Wait! I Can Do That?

A Blog Post by David Cooke

 

A friend of mine who is starting his professional coaching journey told me recently he thinks he is a worse coach now than before he started getting trained. Another coach I am working with has had the challenge of finding her niche and integrating the skillset of coaching with her experience and passion as she begins her coaching journey.

Here’s a truth every new coach has to deal with: Coach training will mess you up and mess with you!

It might seem counter-intuitive to say but it is true. Partly because it is something new. And anything new challenges the way that we think and what we do. Because CAM is committed to raising up excellent coaches, we work from a set of competencies developed by the International Coach Federation that define how great coaches think and what great coaches do. In a time where anyone can put the title “Professional Coach” after their name, people can have pretty bad experiences with coaches because someone is simply doing what they have always done but now call it coaching.

If you’re going to be a great coach, you have to be constantly developing your skills and your thinking about coaching. CAM is committed to being your partner as you do this.

But here’s another dirty little secret about coaching: The most important thing you bring to your client is not a set of skills or a way of thinking, it is ultimately you.

Coaching is a relationship and who you are, you’re experiences and perspectives (and yes, your training) are all critical components of that relationship.

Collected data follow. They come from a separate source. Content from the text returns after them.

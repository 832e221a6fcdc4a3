//! Data types produced by the pipeline and exchanged with collaborators.
//!
//! The text-side types ([`Chapter`], [`FidelityMode`], [`ParsedDocument`],
//! [`SearchMatch`], [`TextStats`]) live in `aozora-reader-core` and are
//! re-exported here.

use chrono::NaiveDate;
use serde::{Deserialize, Serialize};

pub use aozora_reader_core::models::{
    Chapter, FidelityMode, ParsedDocument, SearchMatch, TextStats,
};

use crate::decode::DetectedEncoding;

/// The outcome of running one archive through the pipeline.
#[derive(Debug, Clone, Serialize)]
pub struct TransformResult {
    /// Body transformed for [`mode`](Self::mode).
    pub normalized_text: String,
    /// PlainStrip rendering of the same body. Chapters and search
    /// results address its lines.
    pub plain_text: String,
    pub mode: FidelityMode,
    pub title: Option<String>,
    pub author: Option<String>,
    pub chapters: Vec<Chapter>,
    pub encoding: DetectedEncoding,
}

/// One work as listed by a catalog.
#[derive(Debug, Clone, PartialEq, Eq, Serialize, Deserialize)]
pub struct BookRecord {
    pub id: String,
    pub title: String,
    /// Kana reading of the title, when the catalog lists one.
    #[serde(default)]
    pub title_yomi: Option<String>,
    pub author: String,
    #[serde(default)]
    pub author_yomi: Option<String>,
    /// Direct link to the ZIP archive of the text.
    pub archive_url: String,
    /// Link to the work's bibliographic card page.
    #[serde(default)]
    pub card_url: Option<String>,
    #[serde(default)]
    pub release_date: Option<NaiveDate>,
}
//! Sentence splitting for speech output.
//!
//! Utterances end at `。`, `！`, `？` or a newline. The terminator stays
//! with its sentence; surrounding whitespace is trimmed and empty pieces
//! are dropped.

const TERMINATORS: [char; 3] = ['。', '！', '？'];

pub fn split_sentences(text: &str) -> Vec<String> {
    let mut sentences = Vec::new();
    let mut current = String::new();

    for c in text.chars() {
        if c != '\n' {
            current.push(c);
        }
        if c == '\n' || TERMINATORS.contains(&c) {
            flush(&mut current, &mut sentences);
        }
    }
    flush(&mut current, &mut sentences);

    sentences
}

fn flush(current: &mut String, sentences: &mut Vec<String>) {
    let trimmed = current.trim();
    if !trimmed.is_empty() {
        sentences.push(trimmed.to_string());
    }
    current.clear();
}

One coach I was coaching around getting started in her passion said to me, “Wait! I can do that?!” She was caught in the trap of focusing on the skillset and mindset of coaching (the fundamentals) such that she lost voice and the unique contribution she brought to the relationships she was seeking to develop in her coaching.

It is very important you understand I am NOT saying the fundamentals don’t matter! They make ALL THE DIFFERENCE IN THE WORLD. Your grasp of and proficiency with the fundamental skills and thinking of coaching will be the thing that sets you up for success as a coach. (And conversely, if you ignore them, your failure.) But how you will thrive as a coach is your unique expression of those skills.

My friend that said he was a worse coach now than when he started was really saying he was in the stage of his growth where he was focused on getting the fundamentals down and that was hindering his full expression of who he is in the relationship. Although the struggle was real, I believe he was still a better coach in that struggle than he was without the awareness of the fundamentals.

If you’re starting out in your coaching journey, you need to give yourself permission to fumble around a bit in the process. I taught four of my kids how to play basketball, starting when they were four. Every one had to learn how to dribble the ball. And they all spent most of the time watching it hit the ground and bounce back up to their hand. Because they didn’t believe it would really happen over and over again. But over time, they got comfortable with the truth that a rubber sphere filled with adequate air will always bounce back up if thrown down! And they stopped looking at the ball!

Coaching skills and thinking work with an engaged client. Every time. But every coach has to get comfortable with the fundamentals before they can be a good coach who becomes a great coach. And great coaches are all unique because they fully express themselves in the coaching relationship. Their divine uniqueness expressed with insight, skill and knowledge is what makes them great.

Do you want to be a great coach? Practice. A lot. Practice the skills and practice being you. CAM is with you, for you and committed to helping you achieve your greatness.